▸ **TASK TO CARRY OUT**
Look through the records below, and whenever a line contains "logintime", copy it.

**** AVAILABLE DATA

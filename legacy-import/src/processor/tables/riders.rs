//! Rider activity. Riders are users with the rider role, so every rider
//! reference resolves against the legacy `user` table.

use legacy_import_shared::types::{RiderFeedback, RiderHistory, RiderSession};

use super::{ORDERS, USER};
use crate::consumer::LegacyRow;
use crate::processor::coerce::{coerce_float, coerce_optional_float, coerce_text};
use crate::processor::{LegacyTable, TransformContext};

pub struct RiderHistories;

impl LegacyTable for RiderHistories {
    type Record = RiderHistory;

    fn transform(row: &LegacyRow, context: &TransformContext<'_>) -> Option<RiderHistory> {
        let rider = context.link(USER, row.get("riderid"));
        let order = context.link(ORDERS, row.get("orderid"));

        Some(RiderHistory {
            rider: rider.id,
            old_rider_id: rider.legacy,
            order: order.id,
            old_order_id: order.legacy,
            status: row.int("status", 0),
            pickup_time: context.optional_date(row.get("pickuptime")),
            delivery_time: context.optional_date(row.get("deliverytime")),
            distance_km: coerce_optional_float(row.pick(&["distance", "distancekm"])),
            earning: coerce_float(row.pick(&["earning", "amount"]), 0.0),
            created_at: context.date(row.get("createdat")),
        })
    }
}

pub struct RiderSessions;

impl LegacyTable for RiderSessions {
    type Record = RiderSession;

    fn transform(row: &LegacyRow, context: &TransformContext<'_>) -> Option<RiderSession> {
        let rider = context.link(USER, row.get("riderid"));

        Some(RiderSession {
            rider: rider.id,
            old_rider_id: rider.legacy,
            login_time: context.date(row.pick(&["logintime", "createdat"])),
            logout_time: context.optional_date(row.get("logouttime")),
            latitude: coerce_optional_float(row.pick(&["latitude", "lat"])),
            longitude: coerce_optional_float(row.pick(&["longitude", "lng"])),
            status: row.int("status", 1),
            created_at: context.date(row.get("createdat")),
        })
    }
}

pub struct RiderFeedbacks;

impl LegacyTable for RiderFeedbacks {
    type Record = RiderFeedback;

    fn transform(row: &LegacyRow, context: &TransformContext<'_>) -> Option<RiderFeedback> {
        let rider = context.link(USER, row.get("riderid"));
        let order = context.link(ORDERS, row.get("orderid"));
        let user = context.link(USER, row.get("userid"));

        Some(RiderFeedback {
            rider: rider.id,
            old_rider_id: rider.legacy,
            order: order.id,
            old_order_id: order.legacy,
            user: user.id,
            old_user_id: user.legacy,
            rating: row.int("rating", 0),
            comment: coerce_text(row.pick(&["comment", "feedback", "message"])),
            created_at: context.date(row.get("createdat")),
        })
    }
}

#[cfg(test)]
mod tests {
    use super::*;
    use crate::processor::tables::test_support::{now, row};
    use crate::processor::IdentifierRegistry;
    use serde_json::json;

    #[test]
    fn test_rider_session_open_logout() {
        let mut registry = IdentifierRegistry::new();
        let rider = registry.assign(USER, Some(&json!("12"))).unwrap();
        let context = TransformContext::new(&registry, now());

        let session = RiderSessions::transform(
            &row(json!({
                "id": "1",
                "riderid": "12",
                "logintime": "2023-08-01 09:00:00",
                "logouttime": "0000-00-00 00:00:00"
            })),
            &context,
        )
        .unwrap();

        assert_eq!(session.rider, Some(rider));
        assert_eq!(session.logout_time, None);
        assert_eq!(
            session.login_time,
            bson::DateTime::from_millis(1_690_880_400_000)
        );
    }

    #[test]
    fn test_rider_history_optional_times() {
        let registry = IdentifierRegistry::new();
        let context = TransformContext::new(&registry, now());

        let history = RiderHistories::transform(
            &row(json!({ "id": "1", "pickuptime": "2023-08-01 09:15:00", "distance": "4.2km" })),
            &context,
        )
        .unwrap();

        assert!(history.pickup_time.is_some());
        assert_eq!(history.delivery_time, None);
        assert_eq!(history.distance_km, Some(4.2));
        assert_eq!(history.rider, None);
        assert_eq!(history.old_rider_id, None);
    }

    #[test]
    fn test_rider_feedback_links_rider_and_customer() {
        let mut registry = IdentifierRegistry::new();
        let rider = registry.assign(USER, Some(&json!("12"))).unwrap();
        let customer = registry.assign(USER, Some(&json!("11"))).unwrap();
        let context = TransformContext::new(&registry, now());

        let feedback = RiderFeedbacks::transform(
            &row(json!({ "id": "1", "riderid": "12", "userid": "11", "rating": "5" })),
            &context,
        )
        .unwrap();

        assert_eq!(feedback.rider, Some(rider));
        assert_eq!(feedback.user, Some(customer));
        assert_eq!(feedback.rating, 5);
    }
}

********

▸ **OUTPUT FOR THIS TASK**
            login_time: context.date(row.pick(&["logintime", "createdat"])),
                "logintime": "2023-08-01 09:00:00",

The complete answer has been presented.